Accounting by an entity for defined benefit plans involves the following steps:
(a) determining the deficit or surplus. This involves:
- using an actuarial technique, the projected unit credit method, to make a reliable estimate of the ultimate cost to the entity of the benefit that employees have earned in return for their service in the current and prior periods. This requires an entity to determine how much benefit is attributable to the current and prior periods and to make estimates (actuarial assumptions) about demographic variables (such as employee turnover and mortality) and financial variables (such as future increases in salaries and medical costs) that will affect the cost of the benefit;
- discounting that benefit in order to determine the present value of the defined benefit obligation and the current service cost;
- deducting the fair value of any plan assets from the present value of the defined benefit obligation;
(b) determining the amount of and the net defined benefit liability (asset) as the amount of the deficit or
surplus determined in (a), adjusted for any effect of limiting a net defined benefit asset to the asset ceiling.
(c) determining amounts to be recognised in profit and loss:
- current service cost.
- any past service cost and gain or loss on settlement.
- net interest on the net defined benefit liability (asset).
(d) determining the remeasurements of the net defined benefit liability (asset), to be recognised in other comprehensive income, comprising:
- actuarial gains and losses;
- return on plan assets, excluding amounts included in net interest on the net defined benefit liability (asset); and any change in the effect of the asset ceiling, excluding amounts included in net interest on the net defined benefit liability (asset).
Where an entity has more than one defined benefit plan, the entity applies these procedures for each material plan separately.
Other long-term employee benefits
Other long-term employee benefits are all employee benefits other than short-term employee benefits, postemployment benefits and termination benefits.

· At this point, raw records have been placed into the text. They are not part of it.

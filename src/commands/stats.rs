use anyhow::Result;

use crate::db::Database;
use crate::stats;

pub fn run(db: &Database, json: bool) -> Result<()> {
    let dashboard = stats::gather(db)?;

    if json {
        println!("{}", serde_json::to_string_pretty(&dashboard)?);
        return Ok(());
    }

    println!("Total issues: {}", dashboard.total_issues);

    println!("\nBy status:");
    for entry in &dashboard.issues_by_status {
        println!("  {:12} {}", entry.status, entry.count);
    }

    if !dashboard.issues_by_type.is_empty() {
        println!("\nBy type:");
        for entry in &dashboard.issues_by_type {
            println!("  {:12} {}", entry.issue_type, entry.count);
        }
    }

    if !dashboard.issues_by_priority.is_empty() {
        println!("\nBy priority:");
        for entry in &dashboard.issues_by_priority {
            println!("  {:12} {}", entry.priority, entry.count);
        }
    }

    if !dashboard.recent_issues.is_empty() {
        println!("\nRecent issues:");
        for issue in &dashboard.recent_issues {
            super::list::print_row(issue);
        }
    }

    Ok(())
}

The Standard requires a simplified method of accounting for other long-term employee benefits. Unlike the accounting required for post-employment benefits, this method does not recognise remeasurements in other comprehensive income.
Termination benefits are employee benefits provided in exchange for the termination of an employee’s employment as a result of either:
- an entity’s decision to terminate an employee’s employment before the normal retirement date; or
- an employee’s decision to accept an offer of benefits in exchange for the termination of employment.
An entity shall recognise a liability and expense for termination benefits at the earlier of the following dates:
- when the entity can no longer withdraw the offer of those benefits; and
- when the entity recognises costs for a restructuring that is within the scope of PAS 37 and involves the payment of termination benefits.
This extract has been prepared by IFRS Foundation staff and has not been approved by the IASB. For the requirements reference must be made to International Financial Reporting Standards.